DATA FOR THIS TASK |
========================================
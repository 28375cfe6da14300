// =============================================================================
// Shared types used across the Stock Oracle service
// =============================================================================

use chrono::NaiveDate;
use serde::{Deserialize, Serialize};

/// Directional call for the next period.
#[derive(Debug, Clone, Copy, PartialEq, Eq, Hash, Serialize, Deserialize)]
#[serde(rename_all = "UPPERCASE")]
pub enum Direction {
    Up,
    Down,
}

impl std::fmt::Display for Direction {
    fn fmt(&self, f: &mut std::fmt::Formatter<'_>) -> std::fmt::Result {
        match self {
            Self::Up => write!(f, "UP"),
            Self::Down => write!(f, "DOWN"),
        }
    }
}

/// One daily close. A price series is a `&[PricePoint]`, oldest first.
#[derive(Debug, Clone, Copy, PartialEq, Serialize, Deserialize)]
pub struct PricePoint {
    pub date: NaiveDate,
    pub price: f64,
}

impl PricePoint {
    pub fn new(date: NaiveDate, price: f64) -> Self {
        Self { date, price }
    }
}

/// Output of the prediction engine.
///
/// `confidence` is an integer percentage, always within
/// [`MIN_CONFIDENCE`]..=[`MAX_CONFIDENCE`].
#[derive(Debug, Clone, Copy, PartialEq, Eq, Serialize, Deserialize)]
pub struct Prediction {
    pub direction: Direction,
    pub confidence: u8,
}

pub const MIN_CONFIDENCE: u8 = 55;
pub const MAX_CONFIDENCE: u8 = 88;

/// Latest quote as reported by the market data provider.
#[derive(Debug, Clone, Copy, PartialEq, Serialize, Deserialize)]
pub struct Quote {
    pub price: f64,
    pub change: f64,
    pub change_percent: f64,
}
========================================
EXERCISE | Write every entry out again exactly.

SOLUTION BELOW |
repository 28375cfe6da14300
// =============================================================================
// Shared types used across the Stock Oracle service
// =============================================================================

use chrono::NaiveDate;
use serde::{Deserialize, Serialize};

/// Directional call for the next period.
#[derive(Debug, Clone, Copy, PartialEq, Eq, Hash, Serialize, Deserialize)]
#[serde(rename_all = "UPPERCASE")]
pub enum Direction {
    Up,
    Down,
}

impl std::fmt::Display for Direction {
    fn fmt(&self, f: &mut std::fmt::Formatter<'_>) -> std::fmt::Result {
        match self {
            Self::Up => write!(f, "UP"),
            Self::Down => write!(f, "DOWN"),
        }
    }
}

/// One daily close. A price series is a `&[PricePoint]`, oldest first.
#[derive(Debug, Clone, Copy, PartialEq, Serialize, Deserialize)]
pub struct PricePoint {
    pub date: NaiveDate,
    pub price: f64,
}

impl PricePoint {
    pub fn new(date: NaiveDate, price: f64) -> Self {
        Self { date, price }
    }
}

/// Output of the prediction engine.
///
/// `confidence` is an integer percentage, always within
/// [`MIN_CONFIDENCE`]..=[`MAX_CONFIDENCE`].
#[derive(Debug, Clone, Copy, PartialEq, Eq, Serialize, Deserialize)]
pub struct Prediction {
    pub direction: Direction,
    pub confidence: u8,
}

pub const MIN_CONFIDENCE: u8 = 55;
pub const MAX_CONFIDENCE: u8 = 88;

/// Latest quote as reported by the market data provider.
#[derive(Debug, Clone, Copy, PartialEq, Serialize, Deserialize)]
pub struct Quote {
    pub price: f64,
    pub change: f64,
    pub change_percent: f64,
}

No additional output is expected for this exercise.